Flying Underwater

April 24, 2008
The same principles that keep aircraft aloft are being used to let submersibles travel underwater.

It’s taken Graham Hawkes more than 20 years to realize a lifetime goal — to build and “fly” an underwater vehicle, and possibly make some money doing it.

He and his company, Malibu-based Hawkes Ocean Technologies, are now selling their fourthgeneration submersible, the Super Falcon. It’s a far cry from their first sub, Deep Flight I, but they both rely on the same principles to maneuver through and under the water.

Downward lift

Hawkes’ submersibles, like airplanes, have wings, ailerons, and rudders, but the wings are upside down compared to a plane’s. With electric motors and propellers providing thrust, the wings travel through the water generating downward “lift,” keeping the slightly buoyant craft beneath the surface. To go deeper, you push the joystick control forward, the nose angles down, and the craft descends. The newest craft, for example, the Super Falcon, can dive at 320 fpm and climb at 600 fpm. In the hands of a trained pilot, the craft can bank through turns, snap rolls, and loops. And if the craft slows down too much, the wings stall, lose lift, and the sub rises to the surface. Hawkes even coined a new word for this type of underwater flight: hydrobatics.

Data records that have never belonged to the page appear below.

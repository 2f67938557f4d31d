//! Scriptable upstream for testing.

use crate::error::{ErrorKind, Result};
use crate::listing::{EntryStream, ListingEntry, ListingProvider};
use crate::retrieve::{ContentRetriever, ContentStream};
use crate::upstream::Upstream;
use async_stream::stream;
use async_trait::async_trait;
use cdnget_model::LibraryMetadata;
use std::collections::{BTreeMap, HashMap, HashSet};
use std::sync::{Arc, Mutex, MutexGuard, PoisonError};

const CHUNK_SIZE: usize = 4096;

/// A failure [`MockUpstream`] can be told to produce.
#[derive(Debug, Clone, Copy, PartialEq, Eq)]
pub enum MockFailure {
    NotFound,
    Network,
    AccessDenied,
    Transport,
}
impl MockFailure {
    fn kind(self, subject: &str) -> ErrorKind {
        let subject = subject.to_string();
        match self {
            Self::NotFound => ErrorKind::NotFound(subject),
            Self::Network => ErrorKind::Network(subject),
            Self::AccessDenied => ErrorKind::AccessDenied(subject),
            Self::Transport => ErrorKind::Transport(subject),
        }
    }
}

#[derive(Default)]
struct MockLibrary {
    metadata: LibraryMetadata,
    entries: Vec<ListingEntry>,
}

#[derive(Default)]
struct State {
    libraries: BTreeMap<String, MockLibrary>,
    content: HashMap<String, Vec<u8>>,
    /// Metadata failure per library; the listing itself is unaffected.
    metadata_failures: HashMap<String, MockFailure>,
    /// Listing failure per library, after that many entries.
    listing_failures: HashMap<String, (MockFailure, usize)>,
    /// Retrieval failure per locator, for that many attempts.
    retrieval_failures: HashMap<String, (MockFailure, usize)>,
    stalled: HashSet<String>,
    retrievals: HashMap<String, usize>,
}

/// An in-memory upstream serving both listings and content.
///
/// Everything can be changed while it is shared, so tests can publish a new
/// version between two reconciliation runs.
///
/// # Examples
///
/// Requires the `mock` feature.
///
/// ```ignore
/// use cdnget_upstream::MockUpstream;
/// use futures::TryStreamExt;
/// use std::sync::Arc;
///
/// # #[tokio::main(flavor = "current_thread")]
/// # async fn main() -> Result<(), Box<dyn std::error::Error>> {
/// let mock = Arc::new(MockUpstream::default());
/// mock.publish("lodash", "4.17.21", "lodash/4.17.21/lodash.js", b"/* lodash */");
/// let upstream = MockUpstream::upstream(&mock);
/// let entries: Vec<_> = upstream.entries("lodash").try_collect().await?;
/// assert_eq!(entries.len(), 1);
/// # Ok(())
/// # }
/// ```
pub struct MockUpstream {
    state: Mutex<State>,
    page_size: usize,
}
impl Default for MockUpstream {
    fn default() -> Self {
        Self {
            state: Mutex::default(),
            page_size: 10,
        }
    }
}
impl MockUpstream {
    pub fn with_page_size(mut self, page_size: usize) -> Self {
        self.page_size = page_size.max(1);
        self
    }

    /// Share the mock as an [`Upstream`].
    pub fn upstream(this: &Arc<Self>) -> Upstream {
        Upstream::new(Arc::clone(this) as Arc<dyn ListingProvider>, Arc::clone(this) as Arc<dyn ContentRetriever>)
    }

    fn state(&self) -> MutexGuard<'_, State> {
        self.state.lock().unwrap_or_else(PoisonError::into_inner)
    }

    fn key(library: &str) -> String {
        library.trim().to_ascii_lowercase()
    }

    /// Set the library-level metadata, registering the library if needed.
    pub fn describe(&self, library: &str, metadata: LibraryMetadata) {
        self.state().libraries.entry(Self::key(library)).or_default().metadata = metadata;
    }

    /// Add a version to a library's listing and serve `content` at `locator`.
    pub fn publish(&self, library: &str, raw: &str, locator: &str, content: impl Into<Vec<u8>>) {
        self.publish_entry(library, ListingEntry::new(raw, locator), content);
    }

    pub fn publish_entry(&self, library: &str, entry: ListingEntry, content: impl Into<Vec<u8>>) {
        let mut state = self.state();
        state.content.insert(entry.locator.clone(), content.into());
        state.libraries.entry(Self::key(library)).or_default().entries.push(entry);
    }

    /// Replace the listing entry for `raw`, serving new content at a new
    /// locator: the same version number with a different artifact.
    pub fn republish(&self, library: &str, raw: &str, locator: &str, content: impl Into<Vec<u8>>) {
        let mut state = self.state();
        state.content.insert(locator.to_string(), content.into());
        if let Some(found) = state.libraries.get_mut(&Self::key(library)) {
            for entry in found.entries.iter_mut().filter(|entry| entry.raw == raw) {
                entry.locator = locator.to_string();
            }
        }
    }

    /// Drop a version from the listing, keeping its content reachable.
    pub fn unlist(&self, library: &str, raw: &str) {
        if let Some(found) = self.state().libraries.get_mut(&Self::key(library)) {
            found.entries.retain(|entry| entry.raw != raw);
        }
    }

    /// Fail the listing of `library` after yielding `after` entries.
    pub fn fail_listing(&self, library: &str, failure: MockFailure, after: usize) {
        self.state().listing_failures.insert(Self::key(library), (failure, after));
    }

    /// Fail metadata requests for `library` while still serving its listing.
    pub fn fail_metadata(&self, library: &str, failure: MockFailure) {
        self.state().metadata_failures.insert(Self::key(library), failure);
    }

    pub fn restore_listing(&self, library: &str) {
        self.state().listing_failures.remove(&Self::key(library));
    }

    /// Fail the next `times` retrievals of `locator`.
    pub fn fail_retrieval(&self, locator: &str, failure: MockFailure, times: usize) {
        self.state().retrieval_failures.insert(locator.to_string(), (failure, times));
    }

    /// Make retrievals of `locator` hang until they are dropped.
    pub fn stall_retrieval(&self, locator: &str) {
        self.state().stalled.insert(locator.to_string());
    }

    /// How many times `locator` has been requested.
    pub fn retrievals(&self, locator: &str) -> usize {
        self.state().retrievals.get(locator).copied().unwrap_or_default()
    }

    fn snapshot(&self, library: &str) -> Option<(Vec<ListingEntry>, Option<(MockFailure, usize)>)> {
        let state = self.state();
        let key = Self::key(library);
        let failure = state.listing_failures.get(&key).copied();
        match state.libraries.get(&key) {
            Some(found) => Some((found.entries.clone(), failure)),
            None => failure.map(|failure| (Vec::new(), Some(failure))),
        }
    }

    /// Record the request and decide its outcome.
    fn begin_retrieval(&self, locator: &str) -> (bool, Result<Vec<u8>>) {
        let mut state = self.state();
        *state.retrievals.entry(locator.to_string()).or_default() += 1;
        let stalled = state.stalled.contains(locator);
        if let Some((failure, remaining)) = state.retrieval_failures.get_mut(locator)
            && *remaining > 0
        {
            *remaining -= 1;
            return (stalled, Err(exn::Exn::from(failure.kind(locator))));
        }
        let content = state.content.get(locator).cloned();
        (stalled, content.ok_or_else(|| exn::Exn::from(ErrorKind::NotFound(locator.to_string()))))
    }
}

#[async_trait]
impl ListingProvider for MockUpstream {
    async fn metadata(&self, library: &str) -> Result<LibraryMetadata> {
        let state = self.state();
        let key = Self::key(library);
        if let Some(failure) = state.metadata_failures.get(&key) {
            exn::bail!(failure.kind(library));
        }
        if let Some((failure, 0)) = state.listing_failures.get(&key) {
            exn::bail!(failure.kind(library));
        }
        match state.libraries.get(&key) {
            Some(found) => Ok(found.metadata.clone()),
            None => exn::bail!(ErrorKind::NotFound(library.to_string())),
        }
    }

    fn entries<'a>(&'a self, library: &'a str) -> EntryStream<'a> {
        let snapshot = self.snapshot(library);
        let page_size = self.page_size;
        Box::pin(stream! {
            match snapshot {
                Some((entries, failure)) => {
                    let fail_at = failure.map(|(failure, after)| (failure, after.min(entries.len())));
                    let available = fail_at.map_or(entries.len(), |(_, after)| after);
                    for page in entries[..available].chunks(page_size) {
                        for entry in page {
                            yield Ok(entry.clone());
                        }
                    }
                    if let Some((failure, _)) = fail_at {
                        yield Err(exn::Exn::from(failure.kind(library)));
                    }
                },
                None => yield Err(exn::Exn::from(ErrorKind::NotFound(library.to_string()))),
            }
        })
    }
}

impl ContentRetriever for MockUpstream {
    fn retrieve<'a>(&'a self, locator: &'a str) -> ContentStream<'a> {
        Box::pin(stream! {
            let (stalled, outcome) = self.begin_retrieval(locator);
            if stalled {
                futures::future::pending::<()>().await;
            }
            match outcome {
                Ok(content) => {
                    for chunk in content.chunks(CHUNK_SIZE) {
                        yield Ok(chunk.to_vec());
                    }
                },
                Err(err) => yield Err(err),
            }
        })
    }
}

“Conventional subs are like underwater balloons, adjusting their buoyancy in the medium, which is water not air, to ascend and descend,” says Hawkes. “But we do underwater flight. We’re more like planes than balloons.”

Heck of a Hull

One of the most startling innovations in the Super Falcon is its hull. Pressure hulls in conventional submarines and bathyspheres have round cross sections because that shape evenly distributes the hoop stresses generated by outside water pressure. But if the hull’s circular shape deforms by 1 or 2%, water pressure instantly crushes the hull if it is deep enough.

The Aviator, the predecessor to the Super Falcon, has a cast-aluminum hull that conforms roughly to the pilot’s shape, but still has circular cross sections. “It’s a curved and tapered cylinder,” says Hawkes. “Sort of a banana with round cross sections.”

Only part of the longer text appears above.